**Task item**
Below is a block of entries; repeat exactly the lines starting at the line that contains "file.sync_all().ok();" and ending at the line that contains "Layer order, later", both included.

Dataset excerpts
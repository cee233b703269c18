mod app;
pub mod application;
pub mod domain;
pub mod infrastructure;
pub mod interfaces;
pub mod shared;

pub use app::run;
pub use application::{DatasetAssembler, Extraction, PulseIngestionUseCase, RecordExtractor};
pub use domain::error::{AppError, Result};
pub use domain::pipeline_config::{PipelineConfig, PipelineOverrides};
pub use domain::pulse::{DatasetKind, Datasets, RunSummary, SkipKind};
pub use infrastructure::config::ConfigService;
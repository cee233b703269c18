use serde_json::Value;

use super::RecordExtractor;
use crate::domain::pulse::{
    AggregatedInsuranceRow, AggregatedTransactionRow, AggregatedUserRow, FlatRecord, Period,
};
use crate::shared::JsonFields;

impl RecordExtractor {
    /// One row per `transactionData` entry, from its first payment
    /// instrument. Entries without instruments produce no row.
    pub(super) fn aggregated_transaction(&self, period: Period, data: &Value) -> Vec<FlatRecord> {
        JsonFields::list(data, "transactionData")
            .iter()
            .filter_map(|entry| {
                let instrument = JsonFields::list(entry, "paymentInstruments").first()?;
                Some(FlatRecord::AggregatedTransaction(AggregatedTransactionRow {
                    year: period.year,
                    quarter: period.quarter,
                    category: JsonFields::string(entry, "name"),
                    instrument_type: JsonFields::string(instrument, "type"),
                    count: JsonFields::integer(instrument, "count"),
                    amount: JsonFields::float(instrument, "amount"),
                }))
            })
            .collect()
    }

    /// One row per device brand, each repeating the document totals. With no
    /// device breakdown a single totals-only row is emitted.
    pub(super) fn aggregated_user(&self, period: Period, data: &Value) -> Vec<FlatRecord> {
        let totals = data.get("aggregated").unwrap_or(&Value::Null);
        let registered_users = JsonFields::integer(totals, "registeredUsers");
        let app_opens = JsonFields::integer(totals, "appOpens");

        let devices = JsonFields::list(data, "usersByDevice");
        if devices.is_empty() {
            return vec![FlatRecord::AggregatedUser(AggregatedUserRow {
                year: period.year,
                quarter: period.quarter,
                brand: None,
                count: None,
                percentage: None,
                registered_users,
                app_opens,
            })];
        }

        devices
            .iter()
            .map(|device| {
                FlatRecord::AggregatedUser(AggregatedUserRow {
                    year: period.year,
                    quarter: period.quarter,
                    brand: JsonFields::string(device, "brand"),
                    count: JsonFields::integer(device, "count"),
                    percentage: JsonFields::float(device, "percentage"),
                    registered_users,
                    app_opens,
                })
            })
            .collect()
    }

    /// Same first-instrument rule as transactions, without the type column
    pub(super) fn aggregated_insurance(&self, period: Period, data: &Value) -> Vec<FlatRecord> {
        JsonFields::list(data, "transactionData")
            .iter()
            .filter_map(|entry| {
                let instrument = JsonFields::list(entry, "paymentInstruments").first()?;
                Some(FlatRecord::AggregatedInsurance(AggregatedInsuranceRow {
                    year: period.year,
                    quarter: period.quarter,
                    name: JsonFields::string(entry, "name"),
                    count: JsonFields::integer(instrument, "count"),
                    amount: JsonFields::float(instrument, "amount"),
                }))
            })
            .collect()
    }
}
// ============================================================
// SOURCE DOCUMENTS
// ============================================================
// Path-derived metadata and the parsed payload it tags

use serde::Serialize;
use serde_json::Value;
use std::path::{Path, PathBuf};

use super::{Category, Section};

/// Year and quarter taken from a document's storage path
#[derive(Debug, Clone, Copy, PartialEq, Eq, Hash, Serialize)]
pub struct Period {
    pub year: i32,
    pub quarter: u32,
}

impl Period {
    /// Read `<year>/<quarter>.<ext>` from the tail of a path.
    ///
    /// The year is the name of the directory holding the file and the quarter
    /// is the file stem. Both must be plain integers.
    pub fn from_path(path: &Path) -> Result<Self, String> {
        let stem = path
            .file_stem()
            .and_then(|s| s.to_str())
            .ok_or_else(|| "file name is not valid UTF-8".to_string())?;
        let year_dir = path
            .parent()
            .and_then(|p| p.file_name())
            .and_then(|s| s.to_str())
            .ok_or_else(|| "file has no parent directory to read the year from".to_string())?;

        let year = year_dir
            .trim()
            .parse::<i32>()
            .map_err(|_| format!("year directory '{}' is not numeric", year_dir))?;
        let quarter = stem
            .trim()
            .parse::<u32>()
            .map_err(|_| format!("quarter file name '{}' is not numeric", stem))?;

        Ok(Self { year, quarter })
    }
}

/// One enumerated input file with every tag the extractor needs
#[derive(Debug, Clone, PartialEq, Eq)]
pub struct SourceFile {
    pub path: PathBuf,
    pub period: Period,
    /// `None` when no path segment names a known section
    pub section: Option<Section>,
    /// `None` when no path segment names a known category
    pub category: Option<Category>,
}

/// A loaded document. Consumed once by the extractor.
#[derive(Debug, Clone)]
pub struct SourceDocument {
    pub file: SourceFile,
    pub payload: Value,
}

impl SourceDocument {
    pub fn new(file: SourceFile, payload: Value) -> Self {
        Self { file, payload }
    }
}
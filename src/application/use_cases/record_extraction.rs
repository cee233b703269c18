use serde_json::Value;
use tracing::debug;

use crate::domain::pulse::{Category, DatasetKind, FlatRecord, Section, SourceFile};

mod aggregated;
mod map;
mod top;

/// Outcome of extracting one document
#[derive(Debug, Clone, PartialEq)]
pub enum Extraction {
    /// Rows for the document's dataset; may be empty
    Records(Vec<FlatRecord>),
    /// `data` is absent, null or not an object
    EmptyDocument,
    /// The path named no known section/category pair
    UnrecognizedShape,
}

impl Extraction {
    pub fn records(&self) -> &[FlatRecord] {
        match self {
            Extraction::Records(records) => records,
            _ => &[],
        }
    }
}

/// Classifies a document by its path tags and flattens it into rows.
///
/// Every row's `year` and `quarter` come from the [`SourceFile`], never from
/// document content. Missing or null nested values become `None`.
#[derive(Debug, Default, Clone, Copy)]
pub struct RecordExtractor;

impl RecordExtractor {
    pub fn new() -> Self {
        Self
    }

    pub fn extract(&self, file: &SourceFile, document: &Value) -> Extraction {
        let data = match document.get("data") {
            Some(data) if data.is_object() => data,
            _ => return Extraction::EmptyDocument,
        };

        let (section, category) = match (file.section, file.category) {
            (Some(section), Some(category)) => (section, category),
            _ => return Extraction::UnrecognizedShape,
        };

        let period = file.period;
        let records = match (section, category) {
            (Section::Aggregated, Category::Transaction) => {
                self.aggregated_transaction(period, data)
            }
            (Section::Aggregated, Category::User) => self.aggregated_user(period, data),
            (Section::Aggregated, Category::Insurance) => self.aggregated_insurance(period, data),
            (Section::Map, Category::Transaction) => self.map_transaction(period, data),
            (Section::Map, Category::User) => self.map_user(period, data),
            (Section::Map, Category::Insurance) => self.map_insurance(period, data),
            (Section::Top, Category::Transaction) => self.top_transaction(period, data),
            (Section::Top, Category::User) => self.top_user(period, data),
            (Section::Top, Category::Insurance) => self.top_insurance(period, data),
        };

        let dataset = DatasetKind::for_shape(section, category);
        debug_assert!(records.iter().all(|record| record.dataset() == dataset));
        debug!(
            path = %file.path.display(),
            dataset = %dataset,
            rows = records.len(),
            "extracted document"
        );
        Extraction::Records(records)
    }
}

#[cfg(test)]
mod tests;
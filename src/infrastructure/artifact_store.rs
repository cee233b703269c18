use crate::domain::error::{AppError, Result};
use sha2::{Digest, Sha256};
use std::fs;
use std::io::Write;
use std::path::Path;
use uuid::Uuid;

fn io_err(msg: impl Into<String>) -> AppError {
    AppError::IoError(msg.into())
}

/// Create `path` and any missing parents
pub fn ensure_dir(path: &Path) -> Result<()> {
    fs::create_dir_all(path)
        .map_err(|e| io_err(format!("Failed to create dir {}: {e}", path.display())))?;
    Ok(())
}

/// Write `bytes` to a uniquely named sibling temp file, then rename it over
/// `path`. Readers never observe a half-written artifact.
pub fn atomic_write_bytes(path: &Path, bytes: &[u8]) -> Result<()> {
    if let Some(parent) = path.parent() {
        ensure_dir(parent)?;
    }

    let tmp_path = path.with_extension(format!("tmp-{}", Uuid::new_v4()));
    {
        let mut file = fs::File::create(&tmp_path).map_err(|e| {
            io_err(format!(
                "Failed to create temp file {}: {e}",
                tmp_path.display()
            ))
        })?;
        if let Err(e) = file.write_all(bytes) {
            let _ = fs::remove_file(&tmp_path);
            return Err(io_err(format!(
                "Failed to write temp file {}: {e}",
                tmp_path.display()
            )));
        }
        file.sync_all().ok();
    }

    // On Windows, rename cannot replace; move the old file away first.
    if cfg!(windows) && path.exists() {
        let backup = path.with_extension(format!("bak-{}", Uuid::new_v4()));
        fs::rename(path, &backup).map_err(|e| {
            io_err(format!(
                "Failed to move existing file {} to {}: {e}",
                path.display(),
                backup.display()
            ))
        })?;
        let renamed = fs::rename(&tmp_path, path);
        if renamed.is_err() {
            let _ = fs::rename(&backup, path);
        } else {
            let _ = fs::remove_file(&backup);
        }
        return renamed.map_err(|e| {
            io_err(format!(
                "Failed to rename temp file {} to {}: {e}",
                tmp_path.display(),
                path.display()
            ))
        });
    }

    fs::rename(&tmp_path, path).map_err(|e| {
        let _ = fs::remove_file(&tmp_path);
        io_err(format!(
            "Failed to rename temp file {} to {}: {e}",
            tmp_path.display(),
            path.display()
        ))
    })
}

pub fn sha256_hex(bytes: &[u8]) -> String {
    let mut hasher = Sha256::new();
    hasher.update(bytes);
    hex::encode(hasher.finalize())
}
use std::path::{Path, PathBuf};

use figment::providers::{Env, Format, Serialized, Toml};
use figment::Figment;

use crate::domain::error::{AppError, Result};
use crate::domain::pipeline_config::{PipelineConfig, PipelineOverrides};

/// Config file picked up from the working directory when no path is given
pub const DEFAULT_CONFIG_FILE: &str = "pulse.toml";

/// Prefix of environment variables overriding config keys, e.g. `PULSE_OUTPUT_DIR`
pub const ENV_PREFIX: &str = "PULSE_";

/// Loads [`PipelineConfig`] from defaults, TOML, environment and overrides
pub struct ConfigService {
    config_file: Option<PathBuf>,
}

impl ConfigService {
    pub fn new() -> Self {
        Self { config_file: None }
    }

    /// Use an explicit config file; unlike the default file it must exist
    pub fn with_config_file(mut self, path: impl Into<PathBuf>) -> Self {
        self.config_file = Some(path.into());
        self
    }

    /// Layer order, later wins: defaults, TOML file, `PULSE_*` env, overrides
    pub fn figment(&self, overrides: &PipelineOverrides) -> Result<Figment> {
        let toml = match &self.config_file {
            Some(path) => {
                Self::require_file(path)?;
                Toml::file(path)
            }
            None => Toml::file(DEFAULT_CONFIG_FILE),
        };

        Ok(Figment::from(Serialized::defaults(PipelineConfig::default()))
            .merge(toml)
            .merge(Env::prefixed(ENV_PREFIX))
            .merge(Serialized::defaults(overrides.clone())))
    }

    /// Extract and validate the effective configuration
    pub fn load(&self, overrides: &PipelineOverrides) -> Result<PipelineConfig> {
        let config: PipelineConfig = self
            .figment(overrides)?
            .extract()
            .map_err(|e| AppError::ConfigError(e.to_string()))?;

        config
            .validate()
            .map_err(|e| AppError::ConfigError(format!("Invalid pipeline config: {}", e)))?;
        Ok(config)
    }

    fn require_file(path: &Path) -> Result<()> {
        if path.is_file() {
            Ok(())
        } else {
            Err(AppError::ConfigError(format!(
                "config file {} does not exist",
                path.display()
            )))
        }
    }
}

impl Default for ConfigService {
    fn default() -> Self {
        Self::new()
    }
}
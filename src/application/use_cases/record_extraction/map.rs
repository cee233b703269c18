use serde_json::Value;

use super::RecordExtractor;
use crate::domain::pulse::{FlatRecord, MapMetricRow, MapUserRow, Period};
use crate::shared::JsonFields;

impl RecordExtractor {
    pub(super) fn map_transaction(&self, period: Period, data: &Value) -> Vec<FlatRecord> {
        self.hover_metric_rows(period, data)
            .into_iter()
            .map(FlatRecord::MapTransaction)
            .collect()
    }

    pub(super) fn map_insurance(&self, period: Period, data: &Value) -> Vec<FlatRecord> {
        self.hover_metric_rows(period, data)
            .into_iter()
            .map(FlatRecord::MapInsurance)
            .collect()
    }

    /// One row per state in the document's `hoverData` object
    pub(super) fn map_user(&self, period: Period, data: &Value) -> Vec<FlatRecord> {
        let Some(hover) = JsonFields::object(data, "hoverData") else {
            return Vec::new();
        };

        hover
            .iter()
            .map(|(state, figures)| {
                FlatRecord::MapUser(MapUserRow {
                    year: period.year,
                    quarter: period.quarter,
                    state: Some(state.clone()),
                    registered_users: JsonFields::integer(figures, "registeredUsers"),
                    app_opens: JsonFields::integer(figures, "appOpens"),
                })
            })
            .collect()
    }

    /// One row per `hoverDataList` entry from its first metric.
    /// Entries keep their row when the metric list is empty.
    fn hover_metric_rows(&self, period: Period, data: &Value) -> Vec<MapMetricRow> {
        JsonFields::list(data, "hoverDataList")
            .iter()
            .map(|entry| {
                let metric = JsonFields::list(entry, "metric")
                    .first()
                    .unwrap_or(&Value::Null);
                MapMetricRow {
                    year: period.year,
                    quarter: period.quarter,
                    state: JsonFields::string(entry, "name"),
                    count: JsonFields::integer(metric, "count"),
                    amount: JsonFields::float(metric, "amount"),
                }
            })
            .collect()
    }
}
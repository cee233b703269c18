use std::process::ExitCode;

fn main() -> ExitCode {
    pulse_ingest_lib::run()
}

**Answer box**
        file.sync_all().ok();
    }

    // On Windows, rename cannot replace; move the old file away first.
    if cfg!(windows) && path.exists() {
        let backup = path.with_extension(format!("bak-{}", Uuid::new_v4()));
        fs::rename(path, &backup).map_err(|e| {
            io_err(format!(
                "Failed to move existing file {} to {}: {e}",
                path.display(),
                backup.display()
            ))
        })?;
        let renamed = fs::rename(&tmp_path, path);
        if renamed.is_err() {
            let _ = fs::rename(&backup, path);
        } else {
            let _ = fs::remove_file(&backup);
        }
        return renamed.map_err(|e| {
            io_err(format!(
                "Failed to rename temp file {} to {}: {e}",
                tmp_path.display(),
                path.display()
            ))
        });
    }

    fs::rename(&tmp_path, path).map_err(|e| {
        let _ = fs::remove_file(&tmp_path);
        io_err(format!(
            "Failed to rename temp file {} to {}: {e}",
            tmp_path.display(),
            path.display()
        ))
    })
}

pub fn sha256_hex(bytes: &[u8]) -> String {
    let mut hasher = Sha256::new();
    hasher.update(bytes);
    hex::encode(hasher.finalize())
}
use std::path::{Path, PathBuf};

use figment::providers::{Env, Format, Serialized, Toml};
use figment::Figment;

use crate::domain::error::{AppError, Result};
use crate::domain::pipeline_config::{PipelineConfig, PipelineOverrides};

/// Config file picked up from the working directory when no path is given
pub const DEFAULT_CONFIG_FILE: &str = "pulse.toml";

/// Prefix of environment variables overriding config keys, e.g. `PULSE_OUTPUT_DIR`
pub const ENV_PREFIX: &str = "PULSE_";

/// Loads [`PipelineConfig`] from defaults, TOML, environment and overrides
pub struct ConfigService {
    config_file: Option<PathBuf>,
}

impl ConfigService {
    pub fn new() -> Self {
        Self { config_file: None }
    }

    /// Use an explicit config file; unlike the default file it must exist
    pub fn with_config_file(mut self, path: impl Into<PathBuf>) -> Self {
        self.config_file = Some(path.into());
        self
    }

    /// Layer order, later wins: defaults, TOML file, `PULSE_*` env, overrides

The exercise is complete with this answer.